Task goal>
An exact transcript of all the records is the expected answer.

Records supplied>
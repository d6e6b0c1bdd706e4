//! Module-side allocator for host-delivered data
//!
//! The host calls `proxy_on_memory_allocate(size)` whenever it needs to hand
//! the guest a variable-length result, writes the bytes into the returned
//! region, and passes `(pointer, size)` back through a return slot. The guest
//! then owns the region and adopts it with [`reclaim`].

use std::alloc::{alloc, handle_alloc_error, Layout};
use std::ptr::NonNull;

/// Allocate `size` bytes in the module's linear memory
///
/// Zero-sized requests return a dangling, well-aligned pointer that must not
/// be dereferenced. Allocator exhaustion aborts the instance.
pub fn allocate(size: usize) -> *mut u8 {
    if size == 0 {
        return NonNull::<u8>::dangling().as_ptr();
    }
    let layout = match Layout::array::<u8>(size) {
        Ok(layout) => layout,
        Err(_) => crate::dispatcher::fatal(format!(
            "allocation of {size} bytes exceeds the address space"
        )),
    };
    // SAFETY: layout has a non-zero size
    let ptr = unsafe { alloc(layout) };
    if ptr.is_null() {
        handle_alloc_error(layout);
    }
    ptr
}

/// Take ownership of a region produced by [`allocate`]
///
/// # Safety
/// `ptr` must come from [`allocate`] called with exactly `size`, and must not
/// be reclaimed twice.
pub unsafe fn reclaim(ptr: *mut u8, size: usize) -> Vec<u8> {
    if ptr.is_null() || size == 0 {
        return Vec::new();
    }
    Vec::from_raw_parts(ptr, size, size)
}

#[cfg(test)]
mod tests {
    use super::*;

    #[test]
    fn test_allocate_and_reclaim() {
        let ptr = allocate(16);
        assert!(!ptr.is_null());

        // SAFETY: 16 bytes were just allocated at ptr
        unsafe { std::ptr::copy_nonoverlapping(b"host-owned bytes".as_ptr(), ptr, 16) };
        let data = unsafe { reclaim(ptr, 16) };
        assert_eq!(data, b"host-owned bytes".to_vec());
    }

    #[test]
    fn test_zero_sized_allocation() {
        let ptr = allocate(0);
        assert!(!ptr.is_null());
        let data = unsafe { reclaim(ptr, 0) };
        assert!(data.is_empty());
    }

    #[test]
    fn test_reclaim_null() {
        let data = unsafe { reclaim(std::ptr::null_mut(), 8) };
        assert!(data.is_empty());
    }
}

Response>
repository d6e6b0c1bdd706e4
//! Module-side allocator for host-delivered data
//!
//! The host calls `proxy_on_memory_allocate(size)` whenever it needs to hand
//! the guest a variable-length result, writes the bytes into the returned
//! region, and passes `(pointer, size)` back through a return slot. The guest
//! then owns the region and adopts it with [`reclaim`].

use std::alloc::{alloc, handle_alloc_error, Layout};
use std::ptr::NonNull;

/// Allocate `size` bytes in the module's linear memory
///
/// Zero-sized requests return a dangling, well-aligned pointer that must not
/// be dereferenced. Allocator exhaustion aborts the instance.
pub fn allocate(size: usize) -> *mut u8 {
    if size == 0 {
        return NonNull::<u8>::dangling().as_ptr();
    }
    let layout = match Layout::array::<u8>(size) {
        Ok(layout) => layout,
        Err(_) => crate::dispatcher::fatal(format!(
            "allocation of {size} bytes exceeds the address space"
        )),
    };
    // SAFETY: layout has a non-zero size
    let ptr = unsafe { alloc(layout) };
    if ptr.is_null() {
        handle_alloc_error(layout);
    }
    ptr
}

/// Take ownership of a region produced by [`allocate`]
///
/// # Safety
/// `ptr` must come from [`allocate`] called with exactly `size`, and must not
/// be reclaimed twice.
pub unsafe fn reclaim(ptr: *mut u8, size: usize) -> Vec<u8> {
    if ptr.is_null() || size == 0 {
        return Vec::new();
    }
    Vec::from_raw_parts(ptr, size, size)
}

#[cfg(test)]
mod tests {
    use super::*;

    #[test]
    fn test_allocate_and_reclaim() {
        let ptr = allocate(16);
        assert!(!ptr.is_null());

        // SAFETY: 16 bytes were just allocated at ptr
        unsafe { std::ptr::copy_nonoverlapping(b"host-owned bytes".as_ptr(), ptr, 16) };
        let data = unsafe { reclaim(ptr, 16) };
        assert_eq!(data, b"host-owned bytes".to_vec());
    }

    #[test]
    fn test_zero_sized_allocation() {
        let ptr = allocate(0);
        assert!(!ptr.is_null());
        let data = unsafe { reclaim(ptr, 0) };
        assert!(data.is_empty());
    }

    #[test]
    fn test_reclaim_null() {
        let data = unsafe { reclaim(std::ptr::null_mut(), 8) };
        assert!(data.is_empty());
    }
}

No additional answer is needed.